Roger Olson’s ‘Arminian Theology’– Part Nine

olsen

BEN: The issue of how to interpret the phrase ‘only begotten of the Father’ has bedeviled Christological debates forever it seems. Is this Scriptural notion the basis of Arminius and various his successors arguing that the Son is fully God, but he has his divine essence from God the Father who is the only one who can rightly be called autotheos, since he is the font of all deity for both the Son and the Spirit? What do you make of Wayne Grudem’s attempt to suggest that Christ is eternally (perhaps even ontologically) subordinate to the Father, which he takes as the basis for arguing that women are and should be by very nature subordinate to men (see his interpretation of 1 Cor. 11)? Professor Giles (a theologian from Melbourne) has vigorously refuted Grudem in a couple of books, saying his views endanger good Trinitarian thinking. How do you react to these sorts of discussions?

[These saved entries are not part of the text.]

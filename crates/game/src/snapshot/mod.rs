mod entity;
mod world;

pub use entity::{Entity, EntityHandle, EntityKind};
pub use world::World;
use std::io;
use std::sync::Arc;
use std::sync::atomic::{AtomicBool, Ordering};
use std::thread;
use std::time::Duration;

use anyhow::Result;
use clap::Parser;

use tanknet::PacketConditions;
use tanknet_server::{GameServer, ServerConfig};

#[derive(Parser)]
#[command(name = "tanknet-server")]
#[command(about = "Authoritative tank arena server")]
struct Args {
    #[arg(short, long, default_value = "0.0.0.0")]
    bind: String,

    #[arg(short, long, default_value_t = tanknet::DEFAULT_PORT)]
    port: u16,

    #[arg(short, long, default_value_t = tanknet::DEFAULT_TICK_RATE)]
    tick_rate: u32,

    #[arg(short, long, default_value_t = 20)]
    max_players: usize,

    #[arg(long, default_value_t = 0, help = "Seed for spawn placement and packet simulation")]
    seed: u64,

    #[arg(long, help = "Enable packet loss/latency simulation")]
    simulate_packet_loss: bool,

    #[arg(long, default_value_t = 0.0, help = "Packet loss percentage (0-100)")]
    loss_percent: f32,

    #[arg(long, default_value_t = 0, help = "Added latency in ms")]
    latency: u32,

    #[arg(long, default_value_t = 0, help = "Jitter in ms")]
    jitter: u32,

    #[arg(long, help = "Stop after this many seconds")]
    duration_secs: Option<u64>,
}

fn main() -> Result<()> {
    env_logger::Builder::from_env(env_logger::Env::default().default_filter_or("info")).init();
    let args = Args::parse();

    let packet_conditions = args.simulate_packet_loss.then(|| PacketConditions {
        enabled: true,
        loss_percent: args.loss_percent.clamp(0.0, 100.0),
        latency_ms: args.latency,
        jitter_ms: args.jitter,
    });

    let config = ServerConfig {
        bind: args.bind,
        port: args.port,
        tick_rate: args.tick_rate,
        max_players: args.max_players,
        seed: args.seed,
        packet_conditions,
        ..Default::default()
    };

    let mut server = GameServer::new(config)?;
    let running = server.running();
    watch_for_shutdown(Arc::clone(&running))?;

    if let Some(secs) = args.duration_secs {
        let running = Arc::clone(&running);
        thread::Builder::new()
            .name("deadline".into())
            .spawn(move || {
                thread::sleep(Duration::from_secs(secs));
                log::info!("Run time of {secs}s reached");
                running.store(false, Ordering::SeqCst);
            })?;
    }

    server.run();
    Ok(())
}

/// Clears `running` on Ctrl-C or SIGTERM so the server loop can say goodbye
/// to its players.
fn watch_for_shutdown(running: Arc<AtomicBool>) -> io::Result<()> {
    let runtime = tokio::runtime::Builder::new_current_thread()
        .enable_all()
        .build()?;

    thread::Builder::new()
        .name("signals".into())
        .spawn(move || {
            runtime.block_on(shutdown_signal());
            log::info!("Shutdown requested");
            running.store(false, Ordering::SeqCst);
        })?;
    Ok(())
}

async fn ctrl_c() {
    if let Err(e) = tokio::signal::ctrl_c().await {
        log::warn!("Could not listen for Ctrl-C: {e}");
        std::future::pending::<()>().await;
    }
}

#[cfg(unix)]
async fn shutdown_signal() {
    use tokio::signal::unix::{SignalKind, signal};

    match signal(SignalKind::terminate()) {
        Ok(mut terminate) => {
            tokio::select! {
                _ = ctrl_c() => {}
                _ = terminate.recv() => {}
            }
        }
        Err(e) => {
            log::warn!("Could not listen for SIGTERM: {e}");
            ctrl_c().await;
        }
    }
}

#[cfg(not(unix))]
async fn shutdown_signal() {
    ctrl_c().await;
}
mod command;
mod tick;

pub use command::InputBuffer;
pub use tick::FixedTimestep;
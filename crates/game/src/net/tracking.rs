use std::collections::VecDeque;
use std::time::{Duration, Instant};

use super::protocol::{sequence_greater_than, Packet};

pub const SEQUENCE_BUFFER_SIZE: usize = 1024;
pub const ACK_BITS: u32 = 32;
pub const RESEND_TIMEOUT: Duration = Duration::from_millis(300);
pub const MAX_RETRIES: u32 = 10;
pub const MAX_PENDING_AGE: Duration = Duration::from_secs(5);

#[derive(Debug, Clone)]
pub struct PendingPacket {
    pub packet: Packet,
    pub first_send: Instant,
    pub last_send: Instant,
    pub retries: u32,
}

impl PendingPacket {
    pub fn sequence(&self) -> u32 {
        self.packet.header.sequence
    }
}

/// Remembers which of the last 1024 remote sequences arrived.
///
/// Each slot stores the sequence that last occupied it, so a slot reused after
/// the window slides never reports a stale hit.
#[derive(Debug)]
pub struct ReceiveTracker {
    slots: Vec<Option<u32>>,
    remote_sequence: u32,
    has_received: bool,
}

impl Default for ReceiveTracker {
    fn default() -> Self {
        Self::new()
    }
}

impl ReceiveTracker {
    pub fn new() -> Self {
        Self {
            slots: vec![None; SEQUENCE_BUFFER_SIZE],
            remote_sequence: 0,
            has_received: false,
        }
    }

    /// Returns `true` only the first time a sequence is seen.
    pub fn record_received(&mut self, sequence: u32) -> bool {
        if self.has_received
            && sequence_greater_than(self.remote_sequence, sequence)
            && self.remote_sequence.wrapping_sub(sequence) >= SEQUENCE_BUFFER_SIZE as u32
        {
            return false;
        }

        if self.is_received(sequence) {
            return false;
        }

        self.slots[Self::slot(sequence)] = Some(sequence);
        if !self.has_received || sequence_greater_than(sequence, self.remote_sequence) {
            self.remote_sequence = sequence;
            self.has_received = true;
        }
        true
    }

    pub fn is_received(&self, sequence: u32) -> bool {
        self.slots[Self::slot(sequence)] == Some(sequence)
    }

    pub fn remote_sequence(&self) -> u32 {
        self.remote_sequence
    }

    pub fn ack_data(&self) -> (u32, u32) {
        if !self.has_received {
            return (0, 0);
        }

        let mut bitfield = 0u32;
        for i in 1..=ACK_BITS {
            if self.is_received(self.remote_sequence.wrapping_sub(i)) {
                bitfield |= 1 << (i - 1);
            }
        }
        (self.remote_sequence, bitfield)
    }

    fn slot(sequence: u32) -> usize {
        sequence as usize % SEQUENCE_BUFFER_SIZE
    }
}

/// Retransmitting channel: owns the local reliable sequence space, the
/// pending queue and the inbound duplicate filter.
#[derive(Debug, Default)]
pub struct ReliableChannel {
    local_sequence: u32,
    pending: VecDeque<PendingPacket>,
    received: ReceiveTracker,
}

impl ReliableChannel {
    pub fn new() -> Self {
        Self::default()
    }

    /// Sequences start at 1 so an ack of 0 from a peer that has heard nothing
    /// never matches a real packet.
    pub fn next_sequence(&mut self) -> u32 {
        self.local_sequence = self.local_sequence.wrapping_add(1);
        self.local_sequence
    }

    pub fn local_sequence(&self) -> u32 {
        self.local_sequence
    }

    pub fn ack_data(&self) -> (u32, u32) {
        self.received.ack_data()
    }

    pub fn record_received(&mut self, sequence: u32) -> bool {
        self.received.record_received(sequence)
    }

    pub fn track(&mut self, packet: Packet, now: Instant) {
        let sequence = packet.header.sequence;
        if self.pending.iter().any(|p| p.sequence() == sequence) {
            return;
        }
        self.pending.push_back(PendingPacket {
            packet,
            first_send: now,
            last_send: now,
            retries: 0,
        });
    }

    /// Drops every pending packet named by `ack` or its bitfield. Returns the
    /// last send time of the exact match, or else of the lowest-index
    /// bitfield match, for RTT sampling.
    pub fn process_ack(&mut self, ack: u32, ack_bitfield: u32) -> Option<Instant> {
        let mut exact = None;
        let mut nearest: Option<(u32, Instant)> = None;

        self.pending.retain(|pending| {
            let sequence = pending.sequence();
            if sequence == ack {
                exact = Some(pending.last_send);
                return false;
            }

            let distance = ack.wrapping_sub(sequence);
            if (1..=ACK_BITS).contains(&distance) && ack_bitfield & (1 << (distance - 1)) != 0 {
                if nearest.is_none_or(|(best, _)| distance < best) {
                    nearest = Some((distance, pending.last_send));
                }
                return false;
            }

            true
        });

        exact.or(nearest.map(|(_, sent)| sent))
    }

    /// Packets due for retransmission. Each returned packet has its retry
    /// count bumped; packets past the retry or age limit are dropped silently.
    pub fn collect_resends(&mut self, now: Instant) -> Vec<Packet> {
        let mut resend = Vec::new();

        self.pending.retain_mut(|pending| {
            if now.duration_since(pending.first_send) > MAX_PENDING_AGE {
                return false;
            }
            if now.duration_since(pending.last_send) > RESEND_TIMEOUT {
                pending.retries += 1;
                if pending.retries > MAX_RETRIES {
                    return false;
                }
                pending.last_send = now;
                resend.push(pending.packet.clone());
            }
            true
        });

        resend
    }

    pub fn pending_count(&self) -> usize {
        self.pending.len()
    }

    pub fn is_pending(&self, sequence: u32) -> bool {
        self.pending.iter().any(|p| p.sequence() == sequence)
    }
}

/// Fire-and-forget channel; only a sequence counter.
#[derive(Debug, Default)]
pub struct UnreliableChannel {
    local_sequence: u32,
}

impl UnreliableChannel {
    pub fn new() -> Self {
        Self::default()
    }

    pub fn next_sequence(&mut self) -> u32 {
        self.local_sequence = self.local_sequence.wrapping_add(1);
        self.local_sequence
    }

    pub fn local_sequence(&self) -> u32 {
        self.local_sequence
    }
}

#[cfg(test)]
mod tests {
    use super::*;
    use crate::net::protocol::PacketHeader;

    fn packet(sequence: u32) -> Packet {
        Packet::new(PacketHeader::new(sequence, 0, 0, 4), vec![sequence as u8])
    }

    #[test]
    fn test_receive_tracker_bitfield() {
        let mut tracker = ReceiveTracker::new();

        tracker.record_received(1);
        tracker.record_received(2);
        tracker.record_received(3);

        let (ack, bitfield) = tracker.ack_data();
        assert_eq!(ack, 3);
        assert_eq!(bitfield & 0b11, 0b11);
        assert_eq!(bitfield & 0b100, 0);
    }

    #[test]
    fn test_receive_tracker_out_of_order() {
        let mut tracker = ReceiveTracker::new();

        tracker.record_received(3);
        tracker.record_received(1);
        tracker.record_received(2);

        let (ack, bitfield) = tracker.ack_data();
        assert_eq!(ack, 3);
        assert_eq!(bitfield & 0b11, 0b11);
    }

    #[test]
    fn test_duplicate_detection() {
        let mut tracker = ReceiveTracker::new();

        assert!(tracker.record_received(1));
        assert!(!tracker.record_received(1));
        assert!(tracker.record_received(2));
    }

    #[test]
    fn test_no_duplicates_for_shuffled_window() {
        let mut tracker = ReceiveTracker::new();
        let base = u32::MAX - 500;
        // Deterministic permutation of 0..1024 (421 is coprime with 1024).
        let order: Vec<u32> = (0..1024u32).map(|i| (i * 421) % 1024).collect();

        for &offset in &order {
            assert!(tracker.record_received(base.wrapping_add(offset)));
        }
        for &offset in &order {
            assert!(!tracker.record_received(base.wrapping_add(offset)));
        }
        assert_eq!(tracker.remote_sequence(), base.wrapping_add(1023));
    }

    #[test]
    fn test_slot_reuse_is_not_a_duplicate() {
        let mut tracker = ReceiveTracker::new();

        assert!(tracker.record_received(5));
        assert!(tracker.record_received(5 + SEQUENCE_BUFFER_SIZE as u32));
        assert!(!tracker.record_received(5));
    }

    #[test]
    fn test_ack_bitfield_across_wrap() {
        let mut tracker = ReceiveTracker::new();

        tracker.record_received(u32::MAX - 1);
        tracker.record_received(u32::MAX);
        tracker.record_received(1);

        let (ack, bitfield) = tracker.ack_data();
        assert_eq!(ack, 1);
        // 0 missing, MAX at bit 1, MAX-1 at bit 2
        assert_eq!(bitfield, 0b110);
    }

    #[test]
    fn test_nothing_received_acks_zero() {
        let tracker = ReceiveTracker::new();
        assert_eq!(tracker.ack_data(), (0, 0));
    }

    #[test]
    fn test_reliable_sequence_starts_at_one() {
        let mut channel = ReliableChannel::new();
        assert_eq!(channel.next_sequence(), 1);
        assert_eq!(channel.next_sequence(), 2);
    }

    #[test]
    fn test_process_ack_removes_exact_and_bitfield() {
        let mut channel = ReliableChannel::new();
        let start = Instant::now();

        for seq in 1..=6 {
            channel.track(packet(seq), start + Duration::from_millis(seq as u64));
        }

        // ack 5, bitfield names 4 (bit 0) and 2 (bit 2)
        let sent = channel.process_ack(5, 0b101);

        assert_eq!(sent, Some(start + Duration::from_millis(5)));
        assert!(channel.is_pending(1));
        assert!(!channel.is_pending(2));
        assert!(channel.is_pending(3));
        assert!(!channel.is_pending(4));
        assert!(!channel.is_pending(5));
        assert!(channel.is_pending(6));
        assert_eq!(channel.pending_count(), 3);
    }

    #[test]
    fn test_process_ack_prefers_lowest_bit_without_exact() {
        let mut channel = ReliableChannel::new();
        let start = Instant::now();

        channel.track(packet(7), start);
        channel.track(packet(9), start + Duration::from_millis(20));

        // ack 10 is not pending; bits name 9 (bit 0) and 7 (bit 2)
        let sent = channel.process_ack(10, 0b101);

        assert_eq!(sent, Some(start + Duration::from_millis(20)));
        assert_eq!(channel.pending_count(), 0);
    }

    #[test]
    fn test_process_ack_unknown_returns_none() {
        let mut channel = ReliableChannel::new();
        channel.track(packet(3), Instant::now());

        assert_eq!(channel.process_ack(40, 0), None);
        assert_eq!(channel.pending_count(), 1);
    }

    #[test]
    fn test_resend_after_timeout() {
        let mut channel = ReliableChannel::new();
        let start = Instant::now();
        channel.track(packet(1), start);

        assert!(channel.collect_resends(start + Duration::from_millis(200)).is_empty());

        let resent = channel.collect_resends(start + Duration::from_millis(301));
        assert_eq!(resent.len(), 1);
        assert_eq!(resent[0].header.sequence, 1);

        // clock restarts from the resend
        assert!(channel.collect_resends(start + Duration::from_millis(500)).is_empty());
        assert_eq!(channel.collect_resends(start + Duration::from_millis(602)).len(), 1);
    }

    #[test]
    fn test_abandon_after_max_retries() {
        let mut channel = ReliableChannel::new();
        let start = Instant::now();
        channel.track(packet(1), start);

        let mut now = start;
        for _ in 0..MAX_RETRIES {
            now += Duration::from_millis(301);
            assert_eq!(channel.collect_resends(now).len(), 1);
        }

        now += Duration::from_millis(301);
        assert!(channel.collect_resends(now).is_empty());
        assert_eq!(channel.pending_count(), 0);
    }

    #[test]
    fn test_abandon_after_max_age() {
        let mut channel = ReliableChannel::new();
        let start = Instant::now();
        channel.track(packet(1), start);

        assert!(channel.collect_resends(start + Duration::from_millis(5001)).is_empty());
        assert_eq!(channel.pending_count(), 0);
    }
}
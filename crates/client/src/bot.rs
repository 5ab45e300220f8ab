use std::time::{Duration, Instant};

use glam::Vec2;
use rand::rngs::StdRng;
use rand::{Rng, SeedableRng};

use crate::net::GameClient;

pub const BEHAVIOR_CHANGE_INTERVAL: Duration = Duration::from_secs(2);
pub const DEFAULT_SHOOT_CHANCE: f64 = 0.1;

/// Headless driver that wanders, turns and fires at random.
#[derive(Debug)]
pub struct Bot {
    rng: StdRng,
    move_input: Vec2,
    aim_input: Vec2,
    shoot_chance: f64,
    input_interval: Duration,
    next_behavior_change: Instant,
    next_input: Instant,
}

impl Bot {
    pub fn new(seed: u64, shoot_chance: f64, input_interval: Duration, now: Instant) -> Self {
        let mut bot = Self {
            rng: StdRng::seed_from_u64(seed),
            move_input: Vec2::ZERO,
            aim_input: Vec2::Y,
            shoot_chance: shoot_chance.clamp(0.0, 1.0),
            input_interval,
            next_behavior_change: now + BEHAVIOR_CHANGE_INTERVAL,
            next_input: now,
        };
        bot.randomize();
        bot
    }

    pub fn move_input(&self) -> Vec2 {
        self.move_input
    }

    pub fn aim_input(&self) -> Vec2 {
        self.aim_input
    }

    fn randomize(&mut self) {
        let move_input = Vec2::new(self.rng.gen_range(-1.0..=1.0), self.rng.gen_range(-1.0..=1.0));
        self.move_input = if move_input.length_squared() > 1.0 {
            move_input.normalize()
        } else {
            move_input
        };

        let angle: f32 = self.rng.gen_range(0.0..std::f32::consts::TAU);
        self.aim_input = Vec2::new(angle.cos(), angle.sin());
    }

    /// Returns the sticks to send when an input is due, rolling the shoot
    /// chance once per input.
    pub fn think(&mut self, now: Instant) -> Option<(Vec2, Vec2, bool)> {
        if now >= self.next_behavior_change {
            self.next_behavior_change = now + BEHAVIOR_CHANGE_INTERVAL;
            self.randomize();
        }

        if now < self.next_input {
            return None;
        }
        self.next_input = now + self.input_interval;

        let shoot = self.rng.gen_bool(self.shoot_chance);
        Some((self.move_input, self.aim_input, shoot))
    }

    pub fn drive(&mut self, client: &mut GameClient, now: Instant) {
        if let Some((move_input, aim_input, shoot)) = self.think(now) {
            client.set_input(move_input, aim_input, shoot);
        }
    }
}
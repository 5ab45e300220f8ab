pub mod client;
pub mod config;
pub mod events;
pub mod input;
pub mod prediction;
pub mod replication;

pub use client::{ConnectionState, GameClient};
pub use config::ClientConfig;
pub use events::ClientEvent;
pub use input::InputState;
pub use prediction::ClientPrediction;
pub use replication::{RemoteEntity, ReplicatedWorld, SnapshotChanges, lerp_angle};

ROGER: I have responded to them on my blog and the issues are far too complex to do justice to them here. Arminius was criticized for saying that the Son, Jesus Christ, is autotheos, so I think you have it wrong. He believed (at least some of the time) the Son has his deity from himself and does not derive it from the Father as the “fount of divinity” (monarchy of the Father). At least as I recall. I’m open to correction. This whole debate seems to me to be speculative. I don’t think we can peer into the inner workings of the immanent Trinity in this way. I prefer to stick to what we can know from revelation and I don’t think we can base a doctrine on such a thin foundation as that passage.

BEN: I must say that I find the typical Reformed exegesis of the Genesis story about Adam and Even and the Fall lacking in logic, especially when it comes to the surpralapsarian view of the matter. What I mean by this is the story says nothing about Adam or Eve needing extra grace from God in order to refrain from sinning. After all, they were created good, indeed tov me’ov is God’s view of the creation, including Adam and Eve. I see no reason to argue that a pre-Fallen Eve or Adam were unable to choose between eating or not eating unless God graced them to do so. They were created good, and were not in the bondage to sin. Indeed, they were created good in the image of God and expected by God to make choices, for instance to fill the earth and subdue it. Therefore, the notion that Adam and Eve fell because God withheld grace from them fails to take into account the condition of Adam and Eve before the Fall, it would seem. It is interesting however that there is a tree of life in the garden as well, which may suggest that while they were created good, they were not inherently created with everlasting life. When they sinned, they had to be expelled from the garden so that they would not eat of that other tree and so become everlastingly fallen and wicked creatures. It is also interesting that the classic Reformed interpretation of Genesis simply assumes God had a covenant with Adam and Eve, a treaty arrangement. But the OT does not refer to an Adamic covenant, and neither do Jesus or Paul. What would you take to be the traditional Arminian exegesis of these Genesis passages, and how would they differ from the Calvinistic interpretation (noting that Wesley even talks about the loss of the image of God through the Fall)?

ROGER: I don’t think there is “an” Armianian interpretation of Genesis except that God created Adam and Eve good but with free will and that when they misused that free will they lost original righteousness (fellowship with God) which needed to be restored by God’s grace and mercy and their free acceptance of such. I think many theologians have read far too much theology into (or out of) the Genesis narratives.